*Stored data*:
________

//! Per-turn argument records computed by the platform.

use serde::{Deserialize, Serialize};
use serde_json::{Map, Value};

use crate::user::Location;

/// One platform-computed argument for the current turn.
///
/// At most one of the typed value fields is populated. The `result_type`,
/// `user_decision` and `location` fields exist both here and inside
/// [`ArgumentExtension`]; older payloads only populate the extension, which
/// the normalization layer hoists onto the top level.
#[derive(Debug, Clone, PartialEq, Default, Serialize, Deserialize)]
#[serde(rename_all = "camelCase")]
pub struct Argument {
    /// Name of the argument being provided for the input.
    #[serde(default, skip_serializing_if = "Option::is_none")]
    pub name: Option<String>,

    /// The raw text, typed or spoken, that provided the value.
    #[serde(default, skip_serializing_if = "Option::is_none")]
    pub raw_text: Option<String>,

    #[serde(default, skip_serializing_if = "Option::is_none")]
    pub bool_value: Option<bool>,

    #[serde(default, skip_serializing_if = "Option::is_none")]
    pub int_value: Option<String>,

    #[serde(default, skip_serializing_if = "Option::is_none")]
    pub float_value: Option<f64>,

    #[serde(default, skip_serializing_if = "Option::is_none")]
    pub text_value: Option<String>,

    #[serde(default, skip_serializing_if = "Option::is_none")]
    pub datetime_value: Option<DateTimeValue>,

    #[serde(default, skip_serializing_if = "Option::is_none")]
    pub place_value: Option<Location>,

    #[serde(default, skip_serializing_if = "Option::is_none")]
    pub structured_value: Option<Map<String, Value>>,

    /// Extension whose shape depends on the argument name.
    #[serde(default, skip_serializing_if = "Option::is_none")]
    pub extension: Option<ArgumentExtension>,

    /// Populated when the platform failed to compute this argument, e.g. a
    /// denied permission.
    #[serde(default, skip_serializing_if = "Option::is_none")]
    pub status: Option<Status>,

    #[serde(default, skip_serializing_if = "Option::is_none")]
    pub result_type: Option<String>,

    #[serde(default, skip_serializing_if = "Option::is_none")]
    pub user_decision: Option<String>,

    #[serde(default, skip_serializing_if = "Option::is_none")]
    pub location: Option<Location>,
}

/// Legacy sub-record carrying result data for surface, transaction and
/// sign-in style arguments.
#[derive(Debug, Clone, PartialEq, Default, Serialize, Deserialize)]
#[serde(rename_all = "camelCase")]
pub struct ArgumentExtension {
    #[serde(default, rename = "@type", skip_serializing_if = "Option::is_none")]
    pub type_url: Option<String>,

    #[serde(default, skip_serializing_if = "Option::is_none")]
    pub result_type: Option<String>,

    #[serde(default, skip_serializing_if = "Option::is_none")]
    pub user_decision: Option<String>,

    #[serde(default, skip_serializing_if = "Option::is_none")]
    pub status: Option<String>,

    #[serde(default, skip_serializing_if = "Option::is_none")]
    pub location: Option<Location>,
}

/// Platform-side failure description for a single argument.
#[derive(Debug, Clone, PartialEq, Default, Serialize, Deserialize)]
#[serde(rename_all = "camelCase")]
pub struct Status {
    #[serde(default, skip_serializing_if = "Option::is_none")]
    pub code: Option<i32>,

    #[serde(default, skip_serializing_if = "Option::is_none")]
    pub message: Option<String>,
}

#[derive(Debug, Clone, PartialEq, Default, Serialize, Deserialize)]
#[serde(rename_all = "camelCase")]
pub struct DateTimeValue {
    #[serde(default, skip_serializing_if = "Option::is_none")]
    pub date: Option<Date>,

    #[serde(default, skip_serializing_if = "Option::is_none")]
    pub time: Option<TimeOfDay>,
}

#[derive(Debug, Clone, PartialEq, Default, Serialize, Deserialize)]
pub struct Date {
    #[serde(default, skip_serializing_if = "Option::is_none")]
    pub year: Option<i32>,

    #[serde(default, skip_serializing_if = "Option::is_none")]
    pub month: Option<u8>,

    #[serde(default, skip_serializing_if = "Option::is_none")]
    pub day: Option<u8>,
}

#[derive(Debug, Clone, PartialEq, Default, Serialize, Deserialize)]
pub struct TimeOfDay {
    #[serde(default, skip_serializing_if = "Option::is_none")]
    pub hours: Option<u8>,

    #[serde(default, skip_serializing_if = "Option::is_none")]
    pub minutes: Option<u8>,

    #[serde(default, skip_serializing_if = "Option::is_none")]
    pub seconds: Option<u8>,

    #[serde(default, skip_serializing_if = "Option::is_none")]
    pub nanos: Option<u32>,
}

________

*What you will do*: Report, from the entries above, each line where "String" is found.

*Result of this exercise*:
    pub name: Option<String>,
    pub raw_text: Option<String>,
    pub int_value: Option<String>,
    pub text_value: Option<String>,
    pub structured_value: Option<Map<String, Value>>,
    pub result_type: Option<String>,
    pub user_decision: Option<String>,
    pub type_url: Option<String>,
    pub result_type: Option<String>,
    pub user_decision: Option<String>,
    pub status: Option<String>,
    pub message: Option<String>,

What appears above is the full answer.